» **About this exercise**:
For the data below, restate word for word only the lines from the line containing "in one file" through the line containing "let mut on = analyzer(&sources);", both ends included.

» **Data**:
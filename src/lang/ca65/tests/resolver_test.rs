use super::{analyzer,doc,pos,uri};
use super::super::navigation::{goto_definition,references,target_at,Target};
use super::super::{Node,RefContext,ROOT_SCOPE};

#[test]
fn local_proc() {
    // S1: definition and references of a proc in one file
    let mut analyzer = analyzer(&[
        ("a.s",".proc foo\nrts\n.endproc\njsr foo")
    ]);
    let defs = goto_definition(&mut analyzer,&uri("a.s"),&pos(3,4));
    assert_eq!(defs.len(),1);
    assert_eq!(defs[0].uri,uri("a.s"));
    assert_eq!(defs[0].range.start.line,0);
    assert_eq!(defs[0].range.start.character,6);
    assert_eq!(defs[0].range.end.character,9);
    let refs = references(&mut analyzer,&uri("a.s"),&pos(3,4));
    assert_eq!(refs.len(),2);
    assert_eq!(refs[0].range.start.line,0);
    assert_eq!(refs[1].range.start.line,3);
}

#[test]
fn export_import_linkage() {
    // S2: an import resolves through the exports map to the foreign proc
    let mut analyzer = analyzer(&[
        ("lib.s",".export bar\n.proc bar\nrts\n.endproc"),
        ("main.s",".import bar\njsr bar")
    ]);
    let defs = goto_definition(&mut analyzer,&uri("main.s"),&pos(1,4));
    assert_eq!(defs.len(),1);
    assert_eq!(defs[0].uri,uri("lib.s"));
    assert_eq!(defs[0].range.start.line,1);
    let refs = references(&mut analyzer,&uri("main.s"),&pos(1,4));
    assert_eq!(refs.len(),3);
    assert_eq!(refs[0].uri,uri("lib.s"));
    assert_eq!(refs[0].range.start.line,0); // export site
    assert_eq!(refs[1].range.start.line,1); // proc keyword
    assert_eq!(refs[2].uri,uri("main.s"));
    assert_eq!(refs[2].range.start.line,1); // call site
}

#[test]
fn implicit_imports() {
    // S2 without the declaration: the fallback kicks in only when enabled
    let sources = [
        ("lib.s",".export bar\n.proc bar\nrts\n.endproc"),
        ("main.s","jsr bar")
    ];
    let mut on = analyzer(&sources);
    let defs = goto_definition(&mut on,&uri("main.s"),&pos(0,4));
    assert_eq!(defs.len(),1);
    assert_eq!(defs[0].uri,uri("lib.s"));

    let mut off = analyzer(&sources);
    let mut config = super::super::settings::Settings::new();
    config.implicit_imports = false;
    off.set_config(config);
    let defs = goto_definition(&mut off,&uri("main.s"),&pos(0,4));
    assert!(defs.is_empty());
}

#[test]
fn include_chain() {
    // S3: definitions jump across the include edge and the closure holds
    // both files
    let mut analyzer = analyzer(&[
        ("root.s",".include \"head.inc\"\njsr foo"),
        ("head.inc",".proc foo\nrts\n.endproc")
    ]);
    let defs = goto_definition(&mut analyzer,&uri("root.s"),&pos(1,4));
    assert_eq!(defs.len(),1);
    assert_eq!(defs[0].uri,uri("head.inc"));
    assert_eq!(defs[0].range.start.line,0);
    let mut unit = analyzer.translation_unit(uri("head.inc").as_str());
    unit.sort();
    assert_eq!(unit,vec![uri("head.inc").to_string(),uri("root.s").to_string()]);
}

#[test]
fn rescan_updates_exports() {
    // S6: an edit introduces an export, reverting removes it
    let mut analyzer = analyzer(&[
        ("a.s",".import baz\njsr baz"),
        ("b.s","baz:\nrts")
    ]);
    assert!(analyzer.workspace().exports.get("baz").is_empty());
    let defs = goto_definition(&mut analyzer,&uri("a.s"),&pos(1,4));
    assert!(defs.is_empty() || defs[0].uri == uri("a.s")); // only the import itself

    analyzer.update_document(&doc("b.s",".export baz\nbaz:\nrts"));
    let stack = analyzer.workspace().exports.get("baz");
    assert_eq!(stack.len(),1);
    assert_eq!(stack[0].uri,uri("b.s").to_string());
    let defs = goto_definition(&mut analyzer,&uri("a.s"),&pos(1,4));
    assert_eq!(defs.len(),1);
    assert_eq!(defs[0].uri,uri("b.s"));
    assert_eq!(defs[0].range.start.line,1);

    analyzer.update_document(&doc("b.s","baz:\nrts"));
    assert!(analyzer.workspace().exports.get("baz").is_empty());
}

#[test]
fn qualified_references() {
    let mut analyzer = analyzer(&[
        ("a.s",".scope Gfx\n.proc draw\nrts\n.endproc\n.endscope\njsr Gfx::draw")
    ]);
    let defs = goto_definition(&mut analyzer,&uri("a.s"),&pos(5,9));
    assert_eq!(defs.len(),1);
    assert_eq!(defs[0].range.start.line,1);
    // the qualifier itself resolves to the scope
    let defs = goto_definition(&mut analyzer,&uri("a.s"),&pos(5,4));
    assert_eq!(defs.len(),1);
    assert_eq!(defs[0].range.start.line,0);
}

#[test]
fn root_anchor() {
    let mut analyzer = analyzer(&[
        ("a.s","reset:\n.scope Sys\nreset:\njmp ::reset\n.endscope")
    ]);
    let defs = goto_definition(&mut analyzer,&uri("a.s"),&pos(3,6));
    assert_eq!(defs.len(),1);
    assert_eq!(defs[0].range.start.line,0);
}

#[test]
fn inner_scope_shadows_outer() {
    let mut analyzer = analyzer(&[
        ("a.s","val = 1\n.scope S\nval = 2\nlda val\n.endscope")
    ]);
    let defs = goto_definition(&mut analyzer,&uri("a.s"),&pos(3,4));
    assert_eq!(defs.len(),1);
    assert_eq!(defs[0].range.start.line,2);
}

#[test]
fn first_definition_wins() {
    let mut analyzer = analyzer(&[
        ("a.s","dup = 1\ndup = 2\nlda dup")
    ]);
    let defs = goto_definition(&mut analyzer,&uri("a.s"),&pos(2,4));
    assert_eq!(defs.len(),1);
    assert_eq!(defs[0].range.start.line,0);
}

#[test]
fn macro_references_use_flat_namespace() {
    let mut analyzer = analyzer(&[
        ("root.s",".include \"macros.inc\"\npush16 vec"),
        ("macros.inc",".macro push16 addr\nlda addr\n.endmacro")
    ]);
    let defs = goto_definition(&mut analyzer,&uri("root.s"),&pos(1,0));
    assert_eq!(defs.len(),1);
    assert_eq!(defs[0].uri,uri("macros.inc"));
    assert_eq!(defs[0].range.start.line,0);
}

#[test]
fn sizeof_reaches_structs() {
    let mut analyzer = analyzer(&[
        ("a.s",".struct Point\nx .word\ny .word\n.endstruct\nlda #.sizeof(Point)")
    ]);
    let defs = goto_definition(&mut analyzer,&uri("a.s"),&pos(4,13));
    assert_eq!(defs.len(),1);
    assert_eq!(defs[0].range.start.line,0);
}

#[test]
fn shortest_relative_name_round_trip() {
    let mut analyzer = analyzer(&[
        ("a.s","\
.scope Gfx
.scope Sprite
HEIGHT = 8
.endscope
.endscope
.scope Sound
tick:
.endscope")
    ]);
    let table = analyzer.workspace().table(uri("a.s").as_str()).expect("no table").clone();
    let height = table.symbols.iter().position(|s| s.name=="HEIGHT").expect("no symbol");
    let node = Node::Symbol(height);
    let sprite = table.scopes.iter().position(|s| s.name=="Sprite").expect("no scope");
    let gfx = table.scopes.iter().position(|s| s.name=="Gfx").expect("no scope");
    let sound = table.scopes.iter().position(|s| s.name=="Sound").expect("no scope");
    assert_eq!(table.shortest_relative_name(sprite,&node),"HEIGHT");
    assert_eq!(table.shortest_relative_name(gfx,&node),"Sprite::HEIGHT");
    assert_eq!(table.shortest_relative_name(sound,&node),"Gfx::Sprite::HEIGHT");
    assert_eq!(table.shortest_relative_name(ROOT_SCOPE,&node),"Gfx::Sprite::HEIGHT");
    // round trip: the produced chain resolves back to the entity
    let from_sound = table.shortest_relative_name(sound,&node);
    let parts: Vec<String> = from_sound.split("::").map(|s| s.to_string()).collect();
    let (name,quals) = parts.split_last().expect("empty chain");
    let found = table.lookup(sound,quals,name,RefContext::Symbol,true).expect("no resolution");
    assert_eq!(found.to_node(),node);
}

#[test]
fn unresolved_is_silent() {
    let mut analyzer = analyzer(&[("a.s","jsr nowhere")]);
    assert!(goto_definition(&mut analyzer,&uri("a.s"),&pos(0,4)).is_empty());
    assert!(references(&mut analyzer,&uri("a.s"),&pos(0,4)).is_empty());
    assert!(target_at(&mut analyzer,&uri("a.s"),&pos(0,4)).is_none());
}

#[test]
fn import_entity_when_no_export_exists() {
    let mut analyzer = analyzer(&[("a.s",".import lone\njsr lone")]);
    match target_at(&mut analyzer,&uri("a.s"),&pos(1,4)) {
        Some(Target::Entity(entity)) => {
            assert_eq!(entity.uri,uri("a.s").to_string());
            assert!(matches!(entity.node,Node::Import(0)));
        },
        _ => panic!("expected the import declaration")
    }
}

#[test]
fn memoization_survives_unrelated_edits() {
    let mut analyzer = analyzer(&[
        ("a.s",".proc foo\nrts\n.endproc\njsr foo"),
        ("b.s","other:\nrts")
    ]);
    let first = goto_definition(&mut analyzer,&uri("a.s"),&pos(3,4));
    analyzer.update_document(&doc("b.s","other:\nnop\nrts"));
    let second = goto_definition(&mut analyzer,&uri("a.s"),&pos(3,4));
    assert_eq!(first,second);
}

#[test]
fn scope_reference_context() {
    // a scope that is not a proc is invisible to symbol-context lookups
    let mut analyzer = analyzer(&[
        ("a.s",".scope Data\n.endscope\nlda Data\n.tag Data")
    ]);
    assert!(goto_definition(&mut analyzer,&uri("a.s"),&pos(2,4)).is_empty());
    let defs = goto_definition(&mut analyzer,&uri("a.s"),&pos(3,5));
    assert_eq!(defs.len(),1);
    assert_eq!(defs[0].range.start.line,0);
}

#[test]
fn deleted_file_disappears() {
    let mut analyzer = analyzer(&[
        ("lib.s",".export bar\nbar:\nrts"),
        ("main.s",".import bar\njsr bar")
    ]);
    let defs = goto_definition(&mut analyzer,&uri("main.s"),&pos(1,4));
    assert_eq!(defs[0].uri,uri("lib.s"));
    analyzer.remove_document(uri("lib.s").as_str());
    assert!(analyzer.workspace().exports.get("bar").is_empty());
    match target_at(&mut analyzer,&uri("main.s"),&pos(1,4)) {
        Some(Target::Entity(entity)) => assert!(matches!(entity.node,Node::Import(_))),
        other => panic!("expected the bare import, got {:?}",other.is_some())
    }
}

#[test]
fn root_scope_is_present() {
    let analyzer = analyzer(&[("a.s","top:\nrts")]);
    let table = analyzer.workspace().table(uri("a.s").as_str()).expect("no table");
    assert_eq!(table.scopes[ROOT_SCOPE].name,"");
    assert!(table.scopes[ROOT_SCOPE].parent.is_none());
}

» **Reply to the exercise**:
    // S1: definition and references of a proc in one file
    let mut analyzer = analyzer(&[
        ("a.s",".proc foo\nrts\n.endproc\njsr foo")
    ]);
    let defs = goto_definition(&mut analyzer,&uri("a.s"),&pos(3,4));
    assert_eq!(defs.len(),1);
    assert_eq!(defs[0].uri,uri("a.s"));
    assert_eq!(defs[0].range.start.line,0);
    assert_eq!(defs[0].range.start.character,6);
    assert_eq!(defs[0].range.end.character,9);
    let refs = references(&mut analyzer,&uri("a.s"),&pos(3,4));
    assert_eq!(refs.len(),2);
    assert_eq!(refs[0].range.start.line,0);
    assert_eq!(refs[1].range.start.line,3);
}

#[test]
fn export_import_linkage() {
    // S2: an import resolves through the exports map to the foreign proc
    let mut analyzer = analyzer(&[
        ("lib.s",".export bar\n.proc bar\nrts\n.endproc"),
        ("main.s",".import bar\njsr bar")
    ]);
    let defs = goto_definition(&mut analyzer,&uri("main.s"),&pos(1,4));
    assert_eq!(defs.len(),1);
    assert_eq!(defs[0].uri,uri("lib.s"));
    assert_eq!(defs[0].range.start.line,1);
    let refs = references(&mut analyzer,&uri("main.s"),&pos(1,4));
    assert_eq!(refs.len(),3);
    assert_eq!(refs[0].uri,uri("lib.s"));
    assert_eq!(refs[0].range.start.line,0); // export site
    assert_eq!(refs[1].range.start.line,1); // proc keyword
    assert_eq!(refs[2].uri,uri("main.s"));
    assert_eq!(refs[2].range.start.line,1); // call site
}

#[test]
fn implicit_imports() {
    // S2 without the declaration: the fallback kicks in only when enabled
    let sources = [
        ("lib.s",".export bar\n.proc bar\nrts\n.endproc"),
        ("main.s","jsr bar")
    ];
    let mut on = analyzer(&sources);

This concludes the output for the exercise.